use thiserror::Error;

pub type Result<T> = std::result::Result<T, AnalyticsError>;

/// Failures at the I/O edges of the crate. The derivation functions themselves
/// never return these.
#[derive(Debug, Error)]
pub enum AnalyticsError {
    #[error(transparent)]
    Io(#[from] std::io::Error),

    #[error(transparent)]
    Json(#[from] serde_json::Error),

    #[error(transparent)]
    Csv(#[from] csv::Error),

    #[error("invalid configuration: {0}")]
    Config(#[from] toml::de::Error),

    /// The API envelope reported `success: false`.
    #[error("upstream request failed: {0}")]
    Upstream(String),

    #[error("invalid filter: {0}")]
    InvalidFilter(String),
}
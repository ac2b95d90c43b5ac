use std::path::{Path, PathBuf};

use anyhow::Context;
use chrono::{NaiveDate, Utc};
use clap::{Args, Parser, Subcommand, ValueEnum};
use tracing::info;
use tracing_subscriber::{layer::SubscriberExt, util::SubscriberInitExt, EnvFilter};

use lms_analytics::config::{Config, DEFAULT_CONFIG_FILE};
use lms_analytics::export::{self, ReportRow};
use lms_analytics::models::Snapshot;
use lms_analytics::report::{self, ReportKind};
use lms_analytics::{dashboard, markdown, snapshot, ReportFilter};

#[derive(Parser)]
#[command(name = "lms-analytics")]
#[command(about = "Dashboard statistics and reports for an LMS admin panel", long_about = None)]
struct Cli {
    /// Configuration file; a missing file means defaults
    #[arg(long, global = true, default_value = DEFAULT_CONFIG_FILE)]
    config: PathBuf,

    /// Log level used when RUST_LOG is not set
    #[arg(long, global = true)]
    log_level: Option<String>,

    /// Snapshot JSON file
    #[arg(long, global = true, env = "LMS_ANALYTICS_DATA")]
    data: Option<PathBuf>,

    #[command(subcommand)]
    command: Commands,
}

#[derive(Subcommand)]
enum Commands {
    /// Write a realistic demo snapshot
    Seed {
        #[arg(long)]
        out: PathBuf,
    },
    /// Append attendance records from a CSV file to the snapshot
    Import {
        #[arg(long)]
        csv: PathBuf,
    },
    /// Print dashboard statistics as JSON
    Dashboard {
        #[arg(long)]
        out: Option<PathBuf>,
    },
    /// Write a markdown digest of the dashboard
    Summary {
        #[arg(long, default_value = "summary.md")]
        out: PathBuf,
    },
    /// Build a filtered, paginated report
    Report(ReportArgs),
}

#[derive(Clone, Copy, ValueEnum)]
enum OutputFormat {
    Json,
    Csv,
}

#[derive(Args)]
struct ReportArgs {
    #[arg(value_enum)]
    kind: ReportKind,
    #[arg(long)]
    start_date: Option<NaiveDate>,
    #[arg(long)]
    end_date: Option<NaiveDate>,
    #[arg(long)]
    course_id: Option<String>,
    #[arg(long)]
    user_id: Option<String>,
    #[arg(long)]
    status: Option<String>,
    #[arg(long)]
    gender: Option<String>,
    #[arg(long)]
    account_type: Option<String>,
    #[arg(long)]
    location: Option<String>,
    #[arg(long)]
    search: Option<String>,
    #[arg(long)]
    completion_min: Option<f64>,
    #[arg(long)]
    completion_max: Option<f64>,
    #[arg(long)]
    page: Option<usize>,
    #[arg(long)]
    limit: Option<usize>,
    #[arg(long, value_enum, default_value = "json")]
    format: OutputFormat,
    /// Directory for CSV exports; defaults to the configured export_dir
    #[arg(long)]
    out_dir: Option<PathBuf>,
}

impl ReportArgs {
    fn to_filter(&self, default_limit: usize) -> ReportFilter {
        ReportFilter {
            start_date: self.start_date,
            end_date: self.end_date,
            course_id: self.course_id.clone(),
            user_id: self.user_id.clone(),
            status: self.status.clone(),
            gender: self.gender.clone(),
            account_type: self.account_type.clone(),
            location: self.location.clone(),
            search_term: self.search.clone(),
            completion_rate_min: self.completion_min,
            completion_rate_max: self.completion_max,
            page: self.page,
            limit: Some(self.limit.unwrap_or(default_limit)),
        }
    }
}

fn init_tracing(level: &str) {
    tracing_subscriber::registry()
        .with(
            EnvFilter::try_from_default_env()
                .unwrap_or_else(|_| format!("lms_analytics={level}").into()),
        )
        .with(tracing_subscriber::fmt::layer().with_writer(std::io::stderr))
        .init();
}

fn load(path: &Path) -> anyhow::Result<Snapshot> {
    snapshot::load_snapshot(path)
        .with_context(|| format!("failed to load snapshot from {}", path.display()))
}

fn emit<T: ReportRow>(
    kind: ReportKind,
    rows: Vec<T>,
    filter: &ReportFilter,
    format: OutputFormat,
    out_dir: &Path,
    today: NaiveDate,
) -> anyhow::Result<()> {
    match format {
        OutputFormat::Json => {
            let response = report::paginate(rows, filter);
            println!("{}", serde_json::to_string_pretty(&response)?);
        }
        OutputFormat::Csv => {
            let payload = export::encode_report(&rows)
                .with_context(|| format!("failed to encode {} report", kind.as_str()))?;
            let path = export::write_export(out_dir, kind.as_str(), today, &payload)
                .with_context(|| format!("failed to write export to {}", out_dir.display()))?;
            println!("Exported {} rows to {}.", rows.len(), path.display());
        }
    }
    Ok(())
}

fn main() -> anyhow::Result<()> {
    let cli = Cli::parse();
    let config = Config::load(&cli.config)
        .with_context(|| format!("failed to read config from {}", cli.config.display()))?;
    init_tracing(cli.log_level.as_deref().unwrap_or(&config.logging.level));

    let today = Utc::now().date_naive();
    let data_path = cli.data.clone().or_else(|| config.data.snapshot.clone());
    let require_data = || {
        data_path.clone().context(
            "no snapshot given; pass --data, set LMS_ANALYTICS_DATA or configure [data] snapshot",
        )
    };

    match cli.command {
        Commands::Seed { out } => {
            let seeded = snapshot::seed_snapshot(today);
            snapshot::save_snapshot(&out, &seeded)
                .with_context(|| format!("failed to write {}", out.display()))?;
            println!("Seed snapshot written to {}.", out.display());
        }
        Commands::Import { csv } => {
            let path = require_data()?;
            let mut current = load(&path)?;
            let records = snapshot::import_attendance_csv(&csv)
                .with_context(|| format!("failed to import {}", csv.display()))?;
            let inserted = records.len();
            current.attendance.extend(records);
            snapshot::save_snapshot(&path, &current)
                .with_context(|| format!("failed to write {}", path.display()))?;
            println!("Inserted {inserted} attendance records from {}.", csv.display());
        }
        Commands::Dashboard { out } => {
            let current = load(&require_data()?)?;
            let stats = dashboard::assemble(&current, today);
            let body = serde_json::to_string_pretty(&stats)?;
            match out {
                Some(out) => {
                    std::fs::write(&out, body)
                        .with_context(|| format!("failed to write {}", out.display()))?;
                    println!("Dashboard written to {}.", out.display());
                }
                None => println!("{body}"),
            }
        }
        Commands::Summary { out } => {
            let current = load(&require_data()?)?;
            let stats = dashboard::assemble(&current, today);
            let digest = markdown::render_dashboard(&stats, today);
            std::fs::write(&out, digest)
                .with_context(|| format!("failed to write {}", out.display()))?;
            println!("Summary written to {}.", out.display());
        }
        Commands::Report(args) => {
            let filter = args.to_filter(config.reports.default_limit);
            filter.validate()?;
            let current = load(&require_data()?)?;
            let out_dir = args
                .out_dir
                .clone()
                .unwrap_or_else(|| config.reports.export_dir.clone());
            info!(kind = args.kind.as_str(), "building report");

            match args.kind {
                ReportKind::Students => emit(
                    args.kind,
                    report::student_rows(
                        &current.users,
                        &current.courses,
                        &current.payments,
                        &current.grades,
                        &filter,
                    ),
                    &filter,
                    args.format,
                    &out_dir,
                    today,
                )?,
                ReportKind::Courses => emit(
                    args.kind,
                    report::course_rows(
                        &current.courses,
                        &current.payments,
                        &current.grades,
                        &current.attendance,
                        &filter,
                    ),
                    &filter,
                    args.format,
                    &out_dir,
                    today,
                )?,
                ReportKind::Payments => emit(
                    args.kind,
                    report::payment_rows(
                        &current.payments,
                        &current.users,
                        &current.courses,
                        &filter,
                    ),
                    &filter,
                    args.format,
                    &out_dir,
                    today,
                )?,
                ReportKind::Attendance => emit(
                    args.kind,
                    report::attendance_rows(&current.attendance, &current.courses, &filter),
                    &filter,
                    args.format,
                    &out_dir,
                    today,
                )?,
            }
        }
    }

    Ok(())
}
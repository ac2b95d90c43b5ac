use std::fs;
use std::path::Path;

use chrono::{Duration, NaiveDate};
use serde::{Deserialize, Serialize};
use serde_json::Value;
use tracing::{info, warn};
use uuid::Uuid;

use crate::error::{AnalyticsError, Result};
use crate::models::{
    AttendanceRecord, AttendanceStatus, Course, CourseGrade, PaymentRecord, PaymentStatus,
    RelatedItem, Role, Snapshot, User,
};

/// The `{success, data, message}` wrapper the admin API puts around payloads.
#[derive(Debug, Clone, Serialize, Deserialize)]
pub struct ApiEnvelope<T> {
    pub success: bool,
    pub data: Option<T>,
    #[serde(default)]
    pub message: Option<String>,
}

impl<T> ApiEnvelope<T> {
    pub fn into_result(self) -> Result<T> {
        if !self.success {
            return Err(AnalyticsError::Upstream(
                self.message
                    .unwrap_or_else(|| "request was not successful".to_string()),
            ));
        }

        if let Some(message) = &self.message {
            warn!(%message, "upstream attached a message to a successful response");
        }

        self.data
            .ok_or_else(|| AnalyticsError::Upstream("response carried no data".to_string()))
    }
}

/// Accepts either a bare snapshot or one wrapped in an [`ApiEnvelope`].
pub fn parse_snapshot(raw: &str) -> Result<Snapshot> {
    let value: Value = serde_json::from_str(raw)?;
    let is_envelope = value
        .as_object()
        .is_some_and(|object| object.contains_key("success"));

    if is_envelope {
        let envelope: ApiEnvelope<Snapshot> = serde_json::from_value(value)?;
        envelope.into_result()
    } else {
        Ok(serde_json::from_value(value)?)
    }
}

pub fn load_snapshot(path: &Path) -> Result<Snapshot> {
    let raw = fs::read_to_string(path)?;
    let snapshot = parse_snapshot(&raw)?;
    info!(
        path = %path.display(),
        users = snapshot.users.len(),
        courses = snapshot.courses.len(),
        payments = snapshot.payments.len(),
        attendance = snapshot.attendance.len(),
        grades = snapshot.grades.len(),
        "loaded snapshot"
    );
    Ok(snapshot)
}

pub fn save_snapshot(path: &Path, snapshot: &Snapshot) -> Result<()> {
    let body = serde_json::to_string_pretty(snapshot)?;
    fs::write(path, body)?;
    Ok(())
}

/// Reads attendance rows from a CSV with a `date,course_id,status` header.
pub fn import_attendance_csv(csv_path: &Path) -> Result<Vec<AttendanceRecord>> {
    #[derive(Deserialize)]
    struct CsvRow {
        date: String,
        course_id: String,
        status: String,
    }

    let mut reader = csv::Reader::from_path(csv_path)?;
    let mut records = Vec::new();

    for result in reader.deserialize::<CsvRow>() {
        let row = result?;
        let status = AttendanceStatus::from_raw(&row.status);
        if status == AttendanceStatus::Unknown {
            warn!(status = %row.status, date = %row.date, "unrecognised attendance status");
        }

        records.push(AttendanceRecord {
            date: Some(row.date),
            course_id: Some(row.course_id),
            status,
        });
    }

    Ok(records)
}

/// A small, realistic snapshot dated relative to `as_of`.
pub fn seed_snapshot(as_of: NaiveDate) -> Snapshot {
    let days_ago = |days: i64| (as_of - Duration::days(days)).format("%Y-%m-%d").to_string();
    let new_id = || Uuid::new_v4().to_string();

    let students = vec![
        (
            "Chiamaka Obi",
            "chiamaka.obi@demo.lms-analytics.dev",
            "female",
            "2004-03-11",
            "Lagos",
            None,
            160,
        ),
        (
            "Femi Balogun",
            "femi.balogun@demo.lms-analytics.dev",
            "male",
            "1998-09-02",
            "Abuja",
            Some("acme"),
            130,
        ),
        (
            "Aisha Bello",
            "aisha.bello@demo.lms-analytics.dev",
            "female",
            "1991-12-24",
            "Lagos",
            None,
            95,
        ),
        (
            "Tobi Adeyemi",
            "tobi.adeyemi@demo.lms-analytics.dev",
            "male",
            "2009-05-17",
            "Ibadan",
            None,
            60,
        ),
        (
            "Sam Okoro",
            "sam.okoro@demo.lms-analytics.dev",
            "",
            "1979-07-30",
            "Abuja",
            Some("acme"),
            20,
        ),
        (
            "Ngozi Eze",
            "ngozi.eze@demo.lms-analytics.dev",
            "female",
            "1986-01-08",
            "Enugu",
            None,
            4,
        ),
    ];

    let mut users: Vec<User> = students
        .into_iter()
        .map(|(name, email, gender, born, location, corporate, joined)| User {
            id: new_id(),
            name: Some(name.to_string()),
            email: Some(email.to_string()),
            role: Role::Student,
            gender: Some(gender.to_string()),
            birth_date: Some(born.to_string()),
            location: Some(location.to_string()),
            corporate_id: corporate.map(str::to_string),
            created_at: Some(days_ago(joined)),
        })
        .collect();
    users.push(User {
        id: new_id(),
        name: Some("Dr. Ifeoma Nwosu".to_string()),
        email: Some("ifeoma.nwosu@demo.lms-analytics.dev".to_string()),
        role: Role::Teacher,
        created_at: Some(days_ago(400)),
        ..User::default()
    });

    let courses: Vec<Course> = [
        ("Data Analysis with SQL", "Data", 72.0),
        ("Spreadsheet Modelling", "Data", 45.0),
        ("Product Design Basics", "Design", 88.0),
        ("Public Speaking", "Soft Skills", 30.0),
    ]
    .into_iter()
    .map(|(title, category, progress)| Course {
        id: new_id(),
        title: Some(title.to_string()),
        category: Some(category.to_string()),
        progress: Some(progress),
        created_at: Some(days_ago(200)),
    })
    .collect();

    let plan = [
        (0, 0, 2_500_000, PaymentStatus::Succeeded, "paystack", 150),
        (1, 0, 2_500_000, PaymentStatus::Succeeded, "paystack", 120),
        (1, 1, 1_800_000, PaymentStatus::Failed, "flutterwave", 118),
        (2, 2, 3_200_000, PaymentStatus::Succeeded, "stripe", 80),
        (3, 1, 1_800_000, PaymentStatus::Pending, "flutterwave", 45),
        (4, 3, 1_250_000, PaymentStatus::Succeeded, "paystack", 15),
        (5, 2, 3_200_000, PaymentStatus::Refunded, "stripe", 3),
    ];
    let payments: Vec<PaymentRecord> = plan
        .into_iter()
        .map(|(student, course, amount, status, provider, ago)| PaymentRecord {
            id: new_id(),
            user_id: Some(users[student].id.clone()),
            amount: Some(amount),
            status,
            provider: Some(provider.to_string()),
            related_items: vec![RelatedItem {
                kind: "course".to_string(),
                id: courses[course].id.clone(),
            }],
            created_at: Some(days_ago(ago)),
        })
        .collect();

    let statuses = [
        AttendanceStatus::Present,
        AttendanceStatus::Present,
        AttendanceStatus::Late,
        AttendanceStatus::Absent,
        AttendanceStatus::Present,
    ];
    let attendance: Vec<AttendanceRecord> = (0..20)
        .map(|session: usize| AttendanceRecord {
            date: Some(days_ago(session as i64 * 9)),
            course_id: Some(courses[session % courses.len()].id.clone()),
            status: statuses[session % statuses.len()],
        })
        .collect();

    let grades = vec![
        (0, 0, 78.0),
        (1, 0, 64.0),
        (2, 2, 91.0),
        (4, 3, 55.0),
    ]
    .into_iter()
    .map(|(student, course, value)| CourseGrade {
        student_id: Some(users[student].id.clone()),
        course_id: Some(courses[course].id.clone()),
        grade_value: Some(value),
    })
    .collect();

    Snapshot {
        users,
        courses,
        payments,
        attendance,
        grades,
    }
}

● **About this task**:
Where a line of the data includes the string "statuses", list that line.

● **Response area**:
    let statuses = [
            status: statuses[session % statuses.len()],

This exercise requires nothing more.